What you should do.
Which of the lines below include "types"? Each one should be copied out.

**** Supplied information

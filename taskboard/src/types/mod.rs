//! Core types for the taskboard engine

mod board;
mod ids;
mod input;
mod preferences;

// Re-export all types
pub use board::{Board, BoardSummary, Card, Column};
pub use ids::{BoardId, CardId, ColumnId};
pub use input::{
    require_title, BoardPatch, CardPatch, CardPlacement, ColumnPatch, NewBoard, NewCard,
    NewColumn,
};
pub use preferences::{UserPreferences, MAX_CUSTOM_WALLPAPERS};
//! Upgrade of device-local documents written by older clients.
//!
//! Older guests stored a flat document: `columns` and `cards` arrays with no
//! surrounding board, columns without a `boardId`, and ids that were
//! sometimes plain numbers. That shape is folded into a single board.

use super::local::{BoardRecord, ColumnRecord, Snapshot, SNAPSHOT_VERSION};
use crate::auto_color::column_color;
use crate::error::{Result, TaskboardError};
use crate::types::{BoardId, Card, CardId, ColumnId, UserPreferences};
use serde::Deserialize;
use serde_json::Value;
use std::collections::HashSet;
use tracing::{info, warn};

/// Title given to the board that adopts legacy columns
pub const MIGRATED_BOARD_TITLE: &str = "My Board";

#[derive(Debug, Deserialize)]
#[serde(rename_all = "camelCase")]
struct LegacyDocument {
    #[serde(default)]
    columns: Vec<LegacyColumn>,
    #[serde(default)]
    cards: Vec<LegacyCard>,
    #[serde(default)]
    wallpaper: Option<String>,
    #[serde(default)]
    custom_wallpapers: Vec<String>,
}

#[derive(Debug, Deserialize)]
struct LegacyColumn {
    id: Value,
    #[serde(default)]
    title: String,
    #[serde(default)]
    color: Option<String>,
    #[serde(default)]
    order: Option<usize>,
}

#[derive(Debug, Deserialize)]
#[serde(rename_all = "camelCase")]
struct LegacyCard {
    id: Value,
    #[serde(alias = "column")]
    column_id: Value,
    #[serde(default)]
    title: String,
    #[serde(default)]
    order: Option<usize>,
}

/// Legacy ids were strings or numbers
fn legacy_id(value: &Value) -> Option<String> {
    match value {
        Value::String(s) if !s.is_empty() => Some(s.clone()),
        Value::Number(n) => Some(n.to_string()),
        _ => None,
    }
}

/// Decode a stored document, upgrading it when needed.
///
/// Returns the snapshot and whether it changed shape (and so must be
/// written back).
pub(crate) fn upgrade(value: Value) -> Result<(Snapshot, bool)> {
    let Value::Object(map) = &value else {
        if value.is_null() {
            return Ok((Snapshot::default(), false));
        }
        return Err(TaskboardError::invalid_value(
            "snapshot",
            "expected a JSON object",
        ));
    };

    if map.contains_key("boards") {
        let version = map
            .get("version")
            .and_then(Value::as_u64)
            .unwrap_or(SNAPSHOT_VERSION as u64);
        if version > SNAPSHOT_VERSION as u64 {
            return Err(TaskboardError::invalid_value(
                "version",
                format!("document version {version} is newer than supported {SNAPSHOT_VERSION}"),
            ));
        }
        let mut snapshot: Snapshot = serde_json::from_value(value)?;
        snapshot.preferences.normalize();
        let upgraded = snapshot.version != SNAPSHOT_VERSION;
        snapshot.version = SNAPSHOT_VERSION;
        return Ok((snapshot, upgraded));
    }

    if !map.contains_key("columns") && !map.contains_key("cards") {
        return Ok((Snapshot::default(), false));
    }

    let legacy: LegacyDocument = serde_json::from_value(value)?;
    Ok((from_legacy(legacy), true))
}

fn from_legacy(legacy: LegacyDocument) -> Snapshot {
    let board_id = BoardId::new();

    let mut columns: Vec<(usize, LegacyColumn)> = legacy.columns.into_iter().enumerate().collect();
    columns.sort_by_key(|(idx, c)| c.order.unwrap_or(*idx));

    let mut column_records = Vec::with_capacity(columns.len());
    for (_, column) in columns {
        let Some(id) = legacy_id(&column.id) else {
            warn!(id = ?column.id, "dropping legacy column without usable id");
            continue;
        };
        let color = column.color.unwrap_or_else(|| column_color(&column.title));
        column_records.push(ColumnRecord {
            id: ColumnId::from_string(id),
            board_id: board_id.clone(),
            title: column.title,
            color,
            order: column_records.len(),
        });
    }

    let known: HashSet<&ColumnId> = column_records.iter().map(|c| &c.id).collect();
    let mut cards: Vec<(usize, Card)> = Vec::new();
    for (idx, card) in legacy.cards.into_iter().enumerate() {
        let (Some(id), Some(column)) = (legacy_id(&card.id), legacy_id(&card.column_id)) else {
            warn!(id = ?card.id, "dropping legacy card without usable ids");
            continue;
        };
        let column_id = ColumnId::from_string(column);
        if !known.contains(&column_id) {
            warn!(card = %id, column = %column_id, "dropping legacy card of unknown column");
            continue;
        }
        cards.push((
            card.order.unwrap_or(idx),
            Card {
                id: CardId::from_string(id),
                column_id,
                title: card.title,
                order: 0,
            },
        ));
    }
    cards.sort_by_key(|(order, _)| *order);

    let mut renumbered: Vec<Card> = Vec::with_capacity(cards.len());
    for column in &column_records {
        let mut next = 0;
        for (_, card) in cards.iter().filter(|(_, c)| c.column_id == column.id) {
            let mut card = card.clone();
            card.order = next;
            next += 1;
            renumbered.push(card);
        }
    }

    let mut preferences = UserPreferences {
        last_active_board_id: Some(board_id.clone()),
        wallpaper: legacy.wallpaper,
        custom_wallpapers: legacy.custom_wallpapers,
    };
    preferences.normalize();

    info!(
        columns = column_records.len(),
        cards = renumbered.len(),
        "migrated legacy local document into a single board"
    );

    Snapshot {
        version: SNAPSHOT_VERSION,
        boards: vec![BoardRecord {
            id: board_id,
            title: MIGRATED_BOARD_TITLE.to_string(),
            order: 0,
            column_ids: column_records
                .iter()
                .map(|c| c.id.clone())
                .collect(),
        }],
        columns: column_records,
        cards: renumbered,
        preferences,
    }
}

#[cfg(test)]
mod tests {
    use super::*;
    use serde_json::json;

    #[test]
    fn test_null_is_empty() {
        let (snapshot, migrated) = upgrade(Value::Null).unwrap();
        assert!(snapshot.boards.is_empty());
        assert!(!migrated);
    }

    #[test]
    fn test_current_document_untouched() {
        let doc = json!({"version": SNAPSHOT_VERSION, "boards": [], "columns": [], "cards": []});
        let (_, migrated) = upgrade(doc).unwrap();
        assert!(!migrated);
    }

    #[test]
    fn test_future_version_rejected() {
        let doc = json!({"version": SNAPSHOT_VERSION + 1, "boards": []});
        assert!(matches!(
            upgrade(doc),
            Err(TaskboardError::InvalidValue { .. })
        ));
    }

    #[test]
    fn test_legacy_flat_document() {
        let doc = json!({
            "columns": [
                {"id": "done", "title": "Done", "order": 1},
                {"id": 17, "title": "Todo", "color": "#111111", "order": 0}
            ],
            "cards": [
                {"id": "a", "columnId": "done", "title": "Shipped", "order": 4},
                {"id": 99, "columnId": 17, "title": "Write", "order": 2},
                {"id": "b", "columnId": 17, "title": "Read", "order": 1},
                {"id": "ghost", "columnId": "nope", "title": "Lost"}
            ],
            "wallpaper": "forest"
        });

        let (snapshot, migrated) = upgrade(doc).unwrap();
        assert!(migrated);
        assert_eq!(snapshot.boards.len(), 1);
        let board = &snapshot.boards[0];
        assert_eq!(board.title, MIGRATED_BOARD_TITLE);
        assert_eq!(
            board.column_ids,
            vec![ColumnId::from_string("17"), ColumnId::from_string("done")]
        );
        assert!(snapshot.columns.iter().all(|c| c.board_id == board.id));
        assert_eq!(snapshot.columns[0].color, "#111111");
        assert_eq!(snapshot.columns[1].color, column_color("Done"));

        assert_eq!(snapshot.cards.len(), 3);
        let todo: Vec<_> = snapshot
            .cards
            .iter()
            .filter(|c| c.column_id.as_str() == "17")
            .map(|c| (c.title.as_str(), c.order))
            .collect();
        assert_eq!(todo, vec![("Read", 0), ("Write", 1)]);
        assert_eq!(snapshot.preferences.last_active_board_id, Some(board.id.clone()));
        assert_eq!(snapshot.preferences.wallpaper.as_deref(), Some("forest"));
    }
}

********

Expected answer.
filename taskboard/src/types/mod.rs
//! Core types for the taskboard engine
// Re-export all types
use crate::types::{BoardId, Card, CardId, ColumnId, UserPreferences};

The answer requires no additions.